### Work task:
Each line of the material below needs to be returned exactly as written.

***

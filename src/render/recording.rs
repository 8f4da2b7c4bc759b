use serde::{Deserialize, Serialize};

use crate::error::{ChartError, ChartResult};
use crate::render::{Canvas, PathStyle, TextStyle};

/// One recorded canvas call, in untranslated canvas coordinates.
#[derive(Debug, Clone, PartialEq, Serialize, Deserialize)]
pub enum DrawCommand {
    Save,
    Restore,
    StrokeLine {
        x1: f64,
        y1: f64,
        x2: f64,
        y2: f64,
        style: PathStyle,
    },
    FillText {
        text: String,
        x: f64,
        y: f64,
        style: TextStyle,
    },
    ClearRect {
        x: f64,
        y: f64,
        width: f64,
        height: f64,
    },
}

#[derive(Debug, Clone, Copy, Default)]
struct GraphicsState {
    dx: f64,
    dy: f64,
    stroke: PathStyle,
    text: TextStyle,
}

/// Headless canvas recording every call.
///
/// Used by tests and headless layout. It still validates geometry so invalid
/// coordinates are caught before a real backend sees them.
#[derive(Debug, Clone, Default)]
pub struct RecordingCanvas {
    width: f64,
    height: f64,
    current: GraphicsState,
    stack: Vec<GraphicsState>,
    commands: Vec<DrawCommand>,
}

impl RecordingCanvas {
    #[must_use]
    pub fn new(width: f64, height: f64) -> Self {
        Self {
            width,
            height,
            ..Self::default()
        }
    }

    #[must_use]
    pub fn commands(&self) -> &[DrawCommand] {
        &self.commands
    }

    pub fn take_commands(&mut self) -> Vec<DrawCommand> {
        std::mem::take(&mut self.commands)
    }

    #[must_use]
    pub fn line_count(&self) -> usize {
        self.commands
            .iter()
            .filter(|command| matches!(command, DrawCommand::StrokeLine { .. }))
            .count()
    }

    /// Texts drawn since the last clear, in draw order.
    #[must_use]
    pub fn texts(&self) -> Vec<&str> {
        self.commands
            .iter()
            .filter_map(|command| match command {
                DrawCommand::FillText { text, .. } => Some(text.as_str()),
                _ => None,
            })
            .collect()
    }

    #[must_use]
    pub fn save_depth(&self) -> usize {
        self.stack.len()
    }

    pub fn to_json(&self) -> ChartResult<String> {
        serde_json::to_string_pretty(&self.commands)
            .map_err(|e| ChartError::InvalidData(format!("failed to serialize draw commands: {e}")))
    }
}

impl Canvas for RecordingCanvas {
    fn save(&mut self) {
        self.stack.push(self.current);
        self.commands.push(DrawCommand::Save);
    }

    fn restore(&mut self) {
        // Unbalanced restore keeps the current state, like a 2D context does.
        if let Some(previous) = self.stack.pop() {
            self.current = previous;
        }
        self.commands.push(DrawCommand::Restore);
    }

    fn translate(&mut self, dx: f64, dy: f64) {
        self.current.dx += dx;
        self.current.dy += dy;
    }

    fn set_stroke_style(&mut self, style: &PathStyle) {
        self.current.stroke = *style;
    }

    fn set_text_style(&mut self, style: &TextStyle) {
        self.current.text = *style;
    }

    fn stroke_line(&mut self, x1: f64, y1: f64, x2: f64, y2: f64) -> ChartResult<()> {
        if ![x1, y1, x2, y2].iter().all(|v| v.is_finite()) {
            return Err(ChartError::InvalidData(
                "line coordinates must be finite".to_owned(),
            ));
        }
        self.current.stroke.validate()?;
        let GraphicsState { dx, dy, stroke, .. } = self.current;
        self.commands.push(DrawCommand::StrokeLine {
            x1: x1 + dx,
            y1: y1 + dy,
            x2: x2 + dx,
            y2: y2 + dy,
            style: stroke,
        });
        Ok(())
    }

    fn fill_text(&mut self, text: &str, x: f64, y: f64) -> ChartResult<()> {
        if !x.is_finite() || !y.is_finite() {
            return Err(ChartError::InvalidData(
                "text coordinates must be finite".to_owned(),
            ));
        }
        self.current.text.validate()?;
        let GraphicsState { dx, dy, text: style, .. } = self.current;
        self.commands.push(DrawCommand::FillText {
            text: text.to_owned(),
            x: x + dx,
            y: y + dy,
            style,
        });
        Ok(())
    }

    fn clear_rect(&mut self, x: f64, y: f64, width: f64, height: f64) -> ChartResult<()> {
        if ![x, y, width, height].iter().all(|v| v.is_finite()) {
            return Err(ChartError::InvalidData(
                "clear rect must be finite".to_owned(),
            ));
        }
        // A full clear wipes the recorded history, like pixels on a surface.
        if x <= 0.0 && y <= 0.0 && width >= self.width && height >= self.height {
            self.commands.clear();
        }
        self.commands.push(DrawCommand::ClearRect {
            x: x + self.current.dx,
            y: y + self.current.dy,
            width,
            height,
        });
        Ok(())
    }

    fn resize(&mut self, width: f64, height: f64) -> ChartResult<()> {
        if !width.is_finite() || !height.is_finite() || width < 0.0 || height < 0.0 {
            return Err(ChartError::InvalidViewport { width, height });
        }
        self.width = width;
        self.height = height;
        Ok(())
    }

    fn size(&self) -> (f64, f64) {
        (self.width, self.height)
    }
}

***

### Solved exercise:
filename src/render/recording.rs
repository 8f4da2b7c4bc759b
use serde::{Deserialize, Serialize};

use crate::error::{ChartError, ChartResult};
use crate::render::{Canvas, PathStyle, TextStyle};

/// One recorded canvas call, in untranslated canvas coordinates.
#[derive(Debug, Clone, PartialEq, Serialize, Deserialize)]
pub enum DrawCommand {
    Save,
    Restore,
    StrokeLine {
        x1: f64,
        y1: f64,
        x2: f64,
        y2: f64,
        style: PathStyle,
    },
    FillText {
        text: String,
        x: f64,
        y: f64,
        style: TextStyle,
    },
    ClearRect {
        x: f64,
        y: f64,
        width: f64,
        height: f64,
    },
}

#[derive(Debug, Clone, Copy, Default)]
struct GraphicsState {
    dx: f64,
    dy: f64,
    stroke: PathStyle,
    text: TextStyle,
}

/// Headless canvas recording every call.
///
/// Used by tests and headless layout. It still validates geometry so invalid
/// coordinates are caught before a real backend sees them.
#[derive(Debug, Clone, Default)]
pub struct RecordingCanvas {
    width: f64,
    height: f64,
    current: GraphicsState,
    stack: Vec<GraphicsState>,
    commands: Vec<DrawCommand>,
}

impl RecordingCanvas {
    #[must_use]
    pub fn new(width: f64, height: f64) -> Self {
        Self {
            width,
            height,
            ..Self::default()
        }
    }

    #[must_use]
    pub fn commands(&self) -> &[DrawCommand] {
        &self.commands
    }

    pub fn take_commands(&mut self) -> Vec<DrawCommand> {
        std::mem::take(&mut self.commands)
    }

    #[must_use]
    pub fn line_count(&self) -> usize {
        self.commands
            .iter()
            .filter(|command| matches!(command, DrawCommand::StrokeLine { .. }))
            .count()
    }

    /// Texts drawn since the last clear, in draw order.
    #[must_use]
    pub fn texts(&self) -> Vec<&str> {
        self.commands
            .iter()
            .filter_map(|command| match command {
                DrawCommand::FillText { text, .. } => Some(text.as_str()),
                _ => None,
            })
            .collect()
    }

    #[must_use]
    pub fn save_depth(&self) -> usize {
        self.stack.len()
    }

    pub fn to_json(&self) -> ChartResult<String> {
        serde_json::to_string_pretty(&self.commands)
            .map_err(|e| ChartError::InvalidData(format!("failed to serialize draw commands: {e}")))
    }
}

impl Canvas for RecordingCanvas {
    fn save(&mut self) {
        self.stack.push(self.current);
        self.commands.push(DrawCommand::Save);
    }

    fn restore(&mut self) {
        // Unbalanced restore keeps the current state, like a 2D context does.
        if let Some(previous) = self.stack.pop() {
            self.current = previous;
        }
        self.commands.push(DrawCommand::Restore);
    }

    fn translate(&mut self, dx: f64, dy: f64) {
        self.current.dx += dx;
        self.current.dy += dy;
    }

    fn set_stroke_style(&mut self, style: &PathStyle) {
        self.current.stroke = *style;
    }

    fn set_text_style(&mut self, style: &TextStyle) {
        self.current.text = *style;
    }

    fn stroke_line(&mut self, x1: f64, y1: f64, x2: f64, y2: f64) -> ChartResult<()> {
        if ![x1, y1, x2, y2].iter().all(|v| v.is_finite()) {
            return Err(ChartError::InvalidData(
                "line coordinates must be finite".to_owned(),
            ));
        }
        self.current.stroke.validate()?;
        let GraphicsState { dx, dy, stroke, .. } = self.current;
        self.commands.push(DrawCommand::StrokeLine {
            x1: x1 + dx,
            y1: y1 + dy,
            x2: x2 + dx,
            y2: y2 + dy,
            style: stroke,
        });
        Ok(())
    }

    fn fill_text(&mut self, text: &str, x: f64, y: f64) -> ChartResult<()> {
        if !x.is_finite() || !y.is_finite() {
            return Err(ChartError::InvalidData(
                "text coordinates must be finite".to_owned(),
            ));
        }
        self.current.text.validate()?;
        let GraphicsState { dx, dy, text: style, .. } = self.current;
        self.commands.push(DrawCommand::FillText {
            text: text.to_owned(),
            x: x + dx,
            y: y + dy,
            style,
        });
        Ok(())
    }

    fn clear_rect(&mut self, x: f64, y: f64, width: f64, height: f64) -> ChartResult<()> {
        if ![x, y, width, height].iter().all(|v| v.is_finite()) {
            return Err(ChartError::InvalidData(
                "clear rect must be finite".to_owned(),
            ));
        }
        // A full clear wipes the recorded history, like pixels on a surface.
        if x <= 0.0 && y <= 0.0 && width >= self.width && height >= self.height {
            self.commands.clear();
        }
        self.commands.push(DrawCommand::ClearRect {
            x: x + self.current.dx,
            y: y + self.current.dy,
            width,
            height,
        });
        Ok(())
    }

    fn resize(&mut self, width: f64, height: f64) -> ChartResult<()> {
        if !width.is_finite() || !height.is_finite() || width < 0.0 || height < 0.0 {
            return Err(ChartError::InvalidViewport { width, height });
        }
        self.width = width;
        self.height = height;
        Ok(())
    }

    fn size(&self) -> (f64, f64) {
        (self.width, self.height)
    }
}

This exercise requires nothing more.